Just as we were being told what was happening – Syria and Egypt had attacked the country and the army had been taken unawares – the air raid sirens started blaring.
Picture it. I’m 15, unable to speak much of the language, separated from my parents for the first time in my life – and I had no idea what to do or even where the bomb shelter was located. Of course, in many ways, my youth probably protected me, seeing I was in that invulnerable stage of adolescence.
One of the instructors found us and led us to the bomb shelter that would be our home for the next few weeks. It was intended for younger children and there was no way to lie down comfortably in the cots. Food – which we had forgotten about entirely – was brought to us.
And then, that night, we were allowed to go back to the dorms to pick up a few things. At my first glimpse at Mount Hermon, ablaze with fires, I felt my first twinge of fear. We were returning to the bomb shelter when the air raid siren went off again. The lights throughout the kibbutz had been doused and it was pitch dark. I was wearing flip flops and couldn’t keep up with my classmates. I kicked them off and ran barefoot. I remember how one of our counselors scolded me fiercely for showing up so late and for being barefoot. It would only be when I was older that I realized that her scolding was born out of fear.
In class, we’d been reading World War I war poems. Our teacher was smart enough to realize we were experiencing enough real-life war and moved on to another unit. In the very early hours of each day, we were sent out into the apple orchard to pick fruit.

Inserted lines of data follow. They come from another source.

//! Scripted per-tick input.
//!
//! [`InputScript`] owns the clock and the cursor and turns high level
//! gestures (click, tap, hold) into the tick sequence a real frame loop
//! would produce.

use glam::Vec2;
use township_core::controller::ToolController;
use township_core::input::{ButtonState, TickInput};

use crate::scene::FakeScene;

/// 60 ticks per second.
pub const DEFAULT_DT: f64 = 1.0 / 60.0;

/// Drives a controller tick by tick.
#[derive(Debug, Clone)]
pub struct InputScript {
    time: f64,
    dt: f64,
    cursor: Option<Vec2>,
    modifier: bool,
}

impl Default for InputScript {
    fn default() -> Self {
        Self::new()
    }
}

impl InputScript {
    /// Start at time 0 with no cursor.
    #[must_use]
    pub fn new() -> Self {
        Self::with_dt(DEFAULT_DT)
    }

    /// Start at time 0 with a custom tick length.
    #[must_use]
    pub fn with_dt(dt: f64) -> Self {
        Self {
            time: 0.0,
            dt,
            cursor: None,
            modifier: false,
        }
    }

    /// Current time.
    #[must_use]
    pub const fn time(&self) -> f64 {
        self.time
    }

    /// Move the cursor (takes effect on the next tick).
    pub fn move_cursor(&mut self, cursor: Vec2) -> &mut Self {
        self.cursor = Some(cursor);
        self
    }

    /// Move the cursor off the window.
    pub fn hide_cursor(&mut self) -> &mut Self {
        self.cursor = None;
        self
    }

    /// Hold or release the repeat modifier for following ticks.
    pub fn set_modifier(&mut self, held: bool) -> &mut Self {
        self.modifier = held;
        self
    }

    /// Run one tick, letting `edit` change the input first.
    pub fn tick_with(
        &mut self,
        controller: &mut ToolController,
        scene: &mut FakeScene,
        edit: impl FnOnce(&mut TickInput),
    ) -> &mut Self {
        let mut input = TickInput {
            time: self.time,
            cursor: self.cursor,
            modifier: self.modifier,
            ..TickInput::default()
        };
        edit(&mut input);

        scene.sync_picking(controller);
        controller.tick(scene, &input);
        self.time += self.dt;
        self
    }

    /// Quiet ticks.
    pub fn idle(
        &mut self,
        controller: &mut ToolController,
        scene: &mut FakeScene,
        ticks: usize,
    ) -> &mut Self {
        for _ in 0..ticks {
            self.tick_with(controller, scene, |_| {});
        }
        self
    }

    /// Move the cursor and run one quiet tick there.
    pub fn hover(
        &mut self,
        controller: &mut ToolController,
        scene: &mut FakeScene,
        cursor: Vec2,
    ) -> &mut Self {
        self.move_cursor(cursor);
        self.idle(controller, scene, 1)
    }

    /// Primary press on one tick, release on the next.
    pub fn click(&mut self, controller: &mut ToolController, scene: &mut FakeScene) -> &mut Self {
        self.tick_with(controller, scene, |input| input.primary = ButtonState::down());
        self.tick_with(controller, scene, |input| input.primary = ButtonState::up())
    }

    /// Move the cursor and click there.
    pub fn click_at(
        &mut self,
        controller: &mut ToolController,
        scene: &mut FakeScene,
        cursor: Vec2,
    ) -> &mut Self {
        self.move_cursor(cursor);
        self.click(controller, scene)
    }

    /// Primary held while the cursor walks through `cursors`, one
    /// position per tick, then released.
    pub fn drag_primary(
        &mut self,
        controller: &mut ToolController,
        scene: &mut FakeScene,
        cursors: &[Vec2],
    ) -> &mut Self {
        for (index, cursor) in cursors.iter().enumerate() {
            self.move_cursor(*cursor);
            let state = if index == 0 {
                ButtonState::down()
            } else {
                ButtonState::held()
            };
            self.tick_with(controller, scene, |input| input.primary = state);
        }
        self.tick_with(controller, scene, |input| input.primary = ButtonState::up())
    }

    /// Quick right-button press and release.
    pub fn right_click(
        &mut self,
        controller: &mut ToolController,
        scene: &mut FakeScene,
    ) -> &mut Self {
        self.tick_with(controller, scene, |input| input.secondary = ButtonState::down());
        self.tick_with(controller, scene, |input| input.secondary = ButtonState::up())
    }

    /// Right button held for `secs` (a camera drag, not a click).
    pub fn right_hold(
        &mut self,
        controller: &mut ToolController,
        scene: &mut FakeScene,
        secs: f64,
    ) -> &mut Self {
        self.tick_with(controller, scene, |input| input.secondary = ButtonState::down());
        let start = self.time;
        while self.time - start < secs {
            self.tick_with(controller, scene, |input| input.secondary = ButtonState::held());
        }
        self.tick_with(controller, scene, |input| input.secondary = ButtonState::up())
    }

    /// Quick rotate-key tap.
    pub fn tap_rotate(
        &mut self,
        controller: &mut ToolController,
        scene: &mut FakeScene,
    ) -> &mut Self {
        self.tick_with(controller, scene, |input| input.rotate = ButtonState::down());
        self.tick_with(controller, scene, |input| input.rotate = ButtonState::up())
    }

    /// Rotate key held for `secs`, then released.
    pub fn hold_rotate(
        &mut self,
        controller: &mut ToolController,
        scene: &mut FakeScene,
        secs: f64,
    ) -> &mut Self {
        self.tick_with(controller, scene, |input| input.rotate = ButtonState::down());
        let start = self.time;
        while self.time - start < secs {
            self.tick_with(controller, scene, |input| input.rotate = ButtonState::held());
        }
        self.tick_with(controller, scene, |input| input.rotate = ButtonState::up())
    }

    /// Escape.
    pub fn cancel(&mut self, controller: &mut ToolController, scene: &mut FakeScene) -> &mut Self {
        self.tick_with(controller, scene, |input| input.cancel = true)
    }
}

Lest you think this was some kind of child labor, working on the kibbutz had always been part of the school curriculum. But now it served a genuine purpose, as so many of the kibbutzniks were back in their units, defending the country.

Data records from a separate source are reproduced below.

//! Game plugins for Bevy.
//!
//! This module provides the plugin groups for the game client,
//! aggregating the construction plugins into a single registration point.

use bevy::app::PluginGroupBuilder;
use bevy::prelude::*;

use crate::camera::CameraPlugin;
use crate::construction::ConstructionPlugin;
use crate::data_loader::PlacementDataPlugin;
use crate::ui::GameUiPlugin;

// ============================================================================
// Plugin Groups
// ============================================================================

/// Main plugin group containing all game client plugins.
///
/// # Example
/// ```ignore
/// App::new()
///     .add_plugins(DefaultPlugins)
///     .add_plugins(GamePlugins)
///     .run();
/// ```
pub struct GamePlugins;

impl PluginGroup for GamePlugins {
    fn build(self) -> PluginGroupBuilder {
        PluginGroupBuilder::start::<Self>()
            .add(PlacementDataPlugin) // Load catalog and config first
            .add(CameraPlugin)
            .add(ConstructionPlugin)
            .add(GameUiPlugin)
    }
}

/// Headless plugin group for testing the construction systems.
///
/// Runs the placement tools and sprite sync without a window, camera or
/// egui. Uses the built-in catalog unless a [`crate::construction::Township`]
/// resource is inserted first.
///
/// # Example
/// ```ignore
/// App::new()
///     .add_plugins(MinimalPlugins)
///     .add_plugins(HeadlessGamePlugins)
///     .run();
/// ```
pub struct HeadlessGamePlugins;

impl PluginGroup for HeadlessGamePlugins {
    fn build(self) -> PluginGroupBuilder {
        PluginGroupBuilder::start::<Self>().add(ConstructionPlugin)
    }
}
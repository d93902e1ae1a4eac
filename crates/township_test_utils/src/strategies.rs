//! Proptest strategies for placement testing.
//!
//! These generate random but reproducible placement sessions for
//! property-based testing of the occupancy invariant.

use proptest::prelude::*;
use township_core::grid::Cell;

use crate::fixtures::{HALL, HUT, ROAD, SHED, TRAIL};

/// One step of a random placement session.
#[derive(Debug, Clone, PartialEq)]
pub enum PlacementAction {
    /// Place catalog entry `type_index` at cell `(x, z)` after `taps`
    /// rotate taps.
    Place {
        /// Catalog index.
        type_index: usize,
        /// Target cell.
        cell: Cell,
        /// Rotate taps before confirming.
        taps: u8,
    },
    /// Remove the `nth` placed entity (modulo the entity count).
    Remove {
        /// Index into the current entity list.
        nth: usize,
    },
    /// Move the `nth` placed entity to `cell`, committing or cancelling.
    Move {
        /// Index into the current entity list.
        nth: usize,
        /// Destination cell.
        cell: Cell,
        /// Cancel instead of committing.
        cancel: bool,
    },
}

/// Cells in a small arena so collisions are frequent.
pub fn arb_cell() -> impl Strategy<Value = Cell> {
    (-6i32..6i32, -6i32..6i32).prop_map(|(x, z)| Cell::new(x, z))
}

/// Any fixture catalog entry.
pub fn arb_type_index() -> impl Strategy<Value = usize> {
    prop_oneof![Just(HUT), Just(SHED), Just(HALL), Just(TRAIL), Just(ROAD)]
}

/// A single session step.
pub fn arb_action() -> impl Strategy<Value = PlacementAction> {
    prop_oneof![
        3 => (arb_type_index(), arb_cell(), 0u8..4u8)
            .prop_map(|(type_index, cell, taps)| PlacementAction::Place { type_index, cell, taps }),
        1 => (0usize..16).prop_map(|nth| PlacementAction::Remove { nth }),
        2 => (0usize..16, arb_cell(), any::<bool>())
            .prop_map(|(nth, cell, cancel)| PlacementAction::Move { nth, cell, cancel }),
    ]
}

/// A session of up to `max_len` steps.
pub fn arb_session(max_len: usize) -> impl Strategy<Value = Vec<PlacementAction>> {
    proptest::collection::vec(arb_action(), 1..max_len)
}

/// A set of cells for ledger properties.
pub fn arb_cells(max_len: usize) -> impl Strategy<Value = Vec<Cell>> {
    proptest::collection::vec(arb_cell(), 0..max_len)
}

Again, because I was 15, after the first couple of frightening nights I felt like nothing bad could in fact happen to us. My parents, down south in Be’er Sheva, offered to bring me home. As homesick as I’d been up until that point, I was infused with a newfound spirit of patriotism and refused to go.
It would only be many, many years later, during the 50th anniversary of the war, when I watched the Israeli three-part series, Who By Fire, that I realized just how close the country came to losing the Yom Kippur War and the sacrifices made to avoid that.
Remembering that now, during this second Yom Kippur that Israel will spend defending itself against incessant attacks, is devastating. So it may seem glib to close this with the old joke: “They tried to kill us, we survived, let’s eat.” But that’s where I sincerely hope all my Israeli family and friends will be at the end of this year’s fast.